Perhaps it is time to recognise that George W Bush’s disastrous foreign policy legacy encompasses far more than just Iraq, torture and the fanning of terrorism. Bush also understood nothing about Russia – right from the moment that he looked into Putin’s eyes and told us how he “got a sense of his soul” – and now we are living with the consequences.

It was the Bush administration that created the sense of insecurity that has caused Russia to react, and overreact, to every perceived threat – including, most recently, the perception that Ukraine was being forcibly dragged out of Russia’s orbit and into the west’s. Bush unilaterally abandoned the anti-ballistic missile treaty, seen by Russia as the cornerstone of strategic balance; he began building a missile shield on Russia’s doorstep; he expanded Nato to Russia’s frontiers, blithely granting the east Europeans “security” while causing Russia to feel threatened.

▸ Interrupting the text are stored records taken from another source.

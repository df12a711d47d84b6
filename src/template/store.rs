//! Template lookup: project file first, then built-in text.

use std::path::{Path, PathBuf};

use tracing::{debug, warn};

use super::defaults::builtin_or_generic;

/// Maps template identifiers to markdown text.
#[derive(Debug, Clone)]
pub struct TemplateStore {
    template_dir: PathBuf,
}

impl TemplateStore {
    pub fn new(template_dir: impl Into<PathBuf>) -> Self {
        Self {
            template_dir: template_dir.into(),
        }
    }

    pub fn template_dir(&self) -> &Path {
        &self.template_dir
    }

    /// Read `<template_dir>/<identifier>.md`, falling back to built-in text.
    ///
    /// Never fails and never returns an empty string: an unreadable or empty
    /// file is treated like a missing one.
    pub fn read_template(&self, identifier: &str) -> String {
        let path = self.template_dir.join(format!("{}.md", identifier));

        if path.is_file() {
            match std::fs::read_to_string(&path) {
                Ok(content) if !content.trim().is_empty() => return content,
                Ok(_) => warn!("Template {} is empty, using built-in", path.display()),
                Err(e) => warn!("Failed to read template {}: {}", path.display(), e),
            }
        } else {
            debug!("Template file not found, using built-in: {}", path.display());
        }

        builtin_or_generic(identifier).to_string()
    }
}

The solution is clear. Abandon the missile shield. End the expansion of Nato. And think boldly about a new security arrangement for the whole of Europe – one that will bring Russia in rather than leaving it outside feeling vulnerable. If this were done, everything I know about Putin and Russia tells me the crisis over Ukraine would be solved - and the Russian economy would not end up being needlessly destroyed, causing woe and bitterness among its people. If it is not done, we will have to deal with a resentful Russia for decades – for Putin’s successors will also demand security.

Let us return to the ideals of 1989, when Mikhail Gorbachev envisaged a new “common European home”. That is what every Russian leader since him has wanted – while the west, it seems, never did.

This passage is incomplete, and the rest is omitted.